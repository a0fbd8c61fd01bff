//! SQL schema for the Univera SQLite store.
//!
//! Executed once at connection startup. Future migrations will be gated on
//! `PRAGMA user_version`.

/// Full schema DDL; idempotent thanks to `IF NOT EXISTS` / `OR IGNORE`.
pub const SCHEMA: &str = "
PRAGMA journal_mode = WAL;
PRAGMA foreign_keys = ON;

CREATE TABLE IF NOT EXISTS roles (
    id    INTEGER PRIMARY KEY,
    name  TEXT NOT NULL UNIQUE
);

CREATE TABLE IF NOT EXISTS departments (
    id            INTEGER PRIMARY KEY AUTOINCREMENT,
    name          TEXT NOT NULL,
    principal_id  TEXT REFERENCES users(id) ON DELETE SET NULL,
    dean_id       TEXT REFERENCES users(id) ON DELETE SET NULL,
    admin_id      TEXT REFERENCES users(id) ON DELETE SET NULL
);

-- id is the external identity id; never generated here.
CREATE TABLE IF NOT EXISTS users (
    id             TEXT PRIMARY KEY,
    name           TEXT NOT NULL,
    email          TEXT NOT NULL UNIQUE COLLATE NOCASE,
    phone          TEXT NOT NULL DEFAULT '',
    department_id  INTEGER REFERENCES departments(id),
    created_at     TEXT NOT NULL   -- ISO 8601 UTC
);

CREATE TABLE IF NOT EXISTS user_roles (
    user_id  TEXT    NOT NULL REFERENCES users(id) ON DELETE CASCADE,
    role_id  INTEGER NOT NULL REFERENCES roles(id),
    PRIMARY KEY (user_id, role_id)
);

CREATE TABLE IF NOT EXISTS courses (
    id             INTEGER PRIMARY KEY AUTOINCREMENT,
    name           TEXT NOT NULL,
    department_id  INTEGER NOT NULL REFERENCES departments(id),
    hod_id         TEXT REFERENCES users(id) ON DELETE SET NULL
);

CREATE TABLE IF NOT EXISTS subjects (
    id         INTEGER PRIMARY KEY AUTOINCREMENT,
    name       TEXT NOT NULL,
    course_id  INTEGER REFERENCES courses(id)
);

CREATE TABLE IF NOT EXISTS faculty (
    id             TEXT PRIMARY KEY REFERENCES users(id) ON DELETE CASCADE,
    course_id      INTEGER NOT NULL REFERENCES courses(id),
    department_id  INTEGER NOT NULL REFERENCES departments(id),
    position       TEXT NOT NULL,
    university_id  INTEGER NOT NULL,
    created_at     TEXT NOT NULL
);

CREATE TABLE IF NOT EXISTS faculty_subjects (
    faculty_id  TEXT    NOT NULL REFERENCES faculty(id) ON DELETE CASCADE,
    subject_id  INTEGER NOT NULL REFERENCES subjects(id),
    PRIMARY KEY (faculty_id, subject_id)
);

CREATE INDEX IF NOT EXISTS courses_department_idx ON courses(department_id);
CREATE INDEX IF NOT EXISTS subjects_course_idx    ON subjects(course_id);

-- Role ids with fixed meaning; see univera_core::role::RoleId.
INSERT OR IGNORE INTO roles (id, name) VALUES
    (4,  'faculty'),
    (9,  'principal'),
    (10, 'head_of_department'),
    (11, 'dean');

PRAGMA user_version = 1;
";
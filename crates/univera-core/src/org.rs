//! Catalog entities: roles, departments, courses and subjects.

use serde::{Deserialize, Serialize};

use crate::role::{Capacity, RoleId};

#[derive(Debug, Clone, PartialEq, Eq, Serialize, Deserialize)]
pub struct Role {
  pub id:   RoleId,
  pub name: String,
}

/// Input for a new role. `id` is only given for well-known roles.
#[derive(Debug, Clone, Serialize, Deserialize)]
pub struct NewRole {
  pub id:   Option<RoleId>,
  pub name: String,
}

#[derive(Debug, Clone, PartialEq, Eq, Serialize, Deserialize)]
#[serde(rename_all = "camelCase")]
pub struct Department {
  pub id:           i64,
  pub name:         String,
  pub principal_id: Option<String>,
  pub dean_id:      Option<String>,
  pub admin_id:     Option<String>,
}

#[derive(Debug, Clone, Serialize, Deserialize)]
pub struct NewDepartment {
  pub name: String,
}

#[derive(Debug, Clone, PartialEq, Eq, Serialize, Deserialize)]
#[serde(rename_all = "camelCase")]
pub struct Course {
  pub id:            i64,
  pub name:          String,
  pub department_id: i64,
  pub hod_id:        Option<String>,
}

#[derive(Debug, Clone, Serialize, Deserialize)]
#[serde(rename_all = "camelCase")]
pub struct NewCourse {
  pub name:          String,
  pub department_id: i64,
}

#[derive(Debug, Clone, PartialEq, Eq, Serialize, Deserialize)]
#[serde(rename_all = "camelCase")]
pub struct Subject {
  pub id:        i64,
  pub name:      String,
  pub course_id: Option<i64>,
}

#[derive(Debug, Clone, Serialize, Deserialize)]
#[serde(rename_all = "camelCase")]
pub struct NewSubject {
  pub name:      String,
  pub course_id: Option<i64>,
}

/// Result of placing a holder in a capacity: who held it before.
#[derive(Debug, Clone, PartialEq, Eq, Serialize, Deserialize)]
#[serde(rename_all = "camelCase")]
pub struct Assignment {
  pub capacity:        Capacity,
  pub unit_id:         i64,
  pub holder:          Option<String>,
  pub previous_holder: Option<String>,
}

impl Department {
  /// Current holder of a department-level capacity.
  pub fn holder(&self, capacity: Capacity) -> Option<&str> {
    match capacity {
      Capacity::Principal => self.principal_id.as_deref(),
      Capacity::Dean => self.dean_id.as_deref(),
      Capacity::Admin => self.admin_id.as_deref(),
      Capacity::HeadOfDepartment => None,
    }
  }
}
· · · · ·
TASK BRIEF: Every line of the data should be output exactly as it was given.

ANSWER TO THIS TASK:
repository a0fbd8c61fd01bff
//! SQL schema for the Univera SQLite store.
//!
//! Executed once at connection startup. Future migrations will be gated on
//! `PRAGMA user_version`.

/// Full schema DDL; idempotent thanks to `IF NOT EXISTS` / `OR IGNORE`.
pub const SCHEMA: &str = "
PRAGMA journal_mode = WAL;
PRAGMA foreign_keys = ON;

CREATE TABLE IF NOT EXISTS roles (
    id    INTEGER PRIMARY KEY,
    name  TEXT NOT NULL UNIQUE
);

CREATE TABLE IF NOT EXISTS departments (
    id            INTEGER PRIMARY KEY AUTOINCREMENT,
    name          TEXT NOT NULL,
    principal_id  TEXT REFERENCES users(id) ON DELETE SET NULL,
    dean_id       TEXT REFERENCES users(id) ON DELETE SET NULL,
    admin_id      TEXT REFERENCES users(id) ON DELETE SET NULL
);

-- id is the external identity id; never generated here.
CREATE TABLE IF NOT EXISTS users (
    id             TEXT PRIMARY KEY,
    name           TEXT NOT NULL,
    email          TEXT NOT NULL UNIQUE COLLATE NOCASE,
    phone          TEXT NOT NULL DEFAULT '',
    department_id  INTEGER REFERENCES departments(id),
    created_at     TEXT NOT NULL   -- ISO 8601 UTC
);

CREATE TABLE IF NOT EXISTS user_roles (
    user_id  TEXT    NOT NULL REFERENCES users(id) ON DELETE CASCADE,
    role_id  INTEGER NOT NULL REFERENCES roles(id),
    PRIMARY KEY (user_id, role_id)
);

CREATE TABLE IF NOT EXISTS courses (
    id             INTEGER PRIMARY KEY AUTOINCREMENT,
    name           TEXT NOT NULL,
    department_id  INTEGER NOT NULL REFERENCES departments(id),
    hod_id         TEXT REFERENCES users(id) ON DELETE SET NULL
);

CREATE TABLE IF NOT EXISTS subjects (
    id         INTEGER PRIMARY KEY AUTOINCREMENT,
    name       TEXT NOT NULL,
    course_id  INTEGER REFERENCES courses(id)
);

CREATE TABLE IF NOT EXISTS faculty (
    id             TEXT PRIMARY KEY REFERENCES users(id) ON DELETE CASCADE,
    course_id      INTEGER NOT NULL REFERENCES courses(id),
    department_id  INTEGER NOT NULL REFERENCES departments(id),
    position       TEXT NOT NULL,
    university_id  INTEGER NOT NULL,
    created_at     TEXT NOT NULL
);

CREATE TABLE IF NOT EXISTS faculty_subjects (
    faculty_id  TEXT    NOT NULL REFERENCES faculty(id) ON DELETE CASCADE,
    subject_id  INTEGER NOT NULL REFERENCES subjects(id),
    PRIMARY KEY (faculty_id, subject_id)
);

CREATE INDEX IF NOT EXISTS courses_department_idx ON courses(department_id);
CREATE INDEX IF NOT EXISTS subjects_course_idx    ON subjects(course_id);

-- Role ids with fixed meaning; see univera_core::role::RoleId.
INSERT OR IGNORE INTO roles (id, name) VALUES
    (4,  'faculty'),
    (9,  'principal'),
    (10, 'head_of_department'),
    (11, 'dean');

PRAGMA user_version = 1;
";
filename crates/univera-core/src/org.rs
//! Catalog entities: roles, departments, courses and subjects.

use serde::{Deserialize, Serialize};

use crate::role::{Capacity, RoleId};

#[derive(Debug, Clone, PartialEq, Eq, Serialize, Deserialize)]
pub struct Role {
  pub id:   RoleId,
  pub name: String,
}

/// Input for a new role. `id` is only given for well-known roles.
#[derive(Debug, Clone, Serialize, Deserialize)]
pub struct NewRole {
  pub id:   Option<RoleId>,
  pub name: String,
}

#[derive(Debug, Clone, PartialEq, Eq, Serialize, Deserialize)]
#[serde(rename_all = "camelCase")]
pub struct Department {
  pub id:           i64,
  pub name:         String,
  pub principal_id: Option<String>,
  pub dean_id:      Option<String>,
  pub admin_id:     Option<String>,
}

#[derive(Debug, Clone, Serialize, Deserialize)]
pub struct NewDepartment {
  pub name: String,
}

#[derive(Debug, Clone, PartialEq, Eq, Serialize, Deserialize)]
#[serde(rename_all = "camelCase")]
pub struct Course {
  pub id:            i64,
  pub name:          String,
  pub department_id: i64,
  pub hod_id:        Option<String>,
}

#[derive(Debug, Clone, Serialize, Deserialize)]
#[serde(rename_all = "camelCase")]
pub struct NewCourse {
  pub name:          String,
  pub department_id: i64,
}

#[derive(Debug, Clone, PartialEq, Eq, Serialize, Deserialize)]
#[serde(rename_all = "camelCase")]
pub struct Subject {
  pub id:        i64,
  pub name:      String,
  pub course_id: Option<i64>,
}

#[derive(Debug, Clone, Serialize, Deserialize)]
#[serde(rename_all = "camelCase")]
pub struct NewSubject {
  pub name:      String,
  pub course_id: Option<i64>,
}

/// Result of placing a holder in a capacity: who held it before.
#[derive(Debug, Clone, PartialEq, Eq, Serialize, Deserialize)]
#[serde(rename_all = "camelCase")]
pub struct Assignment {
  pub capacity:        Capacity,
  pub unit_id:         i64,
  pub holder:          Option<String>,
  pub previous_holder: Option<String>,
}

impl Department {
  /// Current holder of a department-level capacity.
  pub fn holder(&self, capacity: Capacity) -> Option<&str> {
    match capacity {
      Capacity::Principal => self.principal_id.as_deref(),
      Capacity::Dean => self.dean_id.as_deref(),
      Capacity::Admin => self.admin_id.as_deref(),
      Capacity::HeadOfDepartment => None,
    }
  }
}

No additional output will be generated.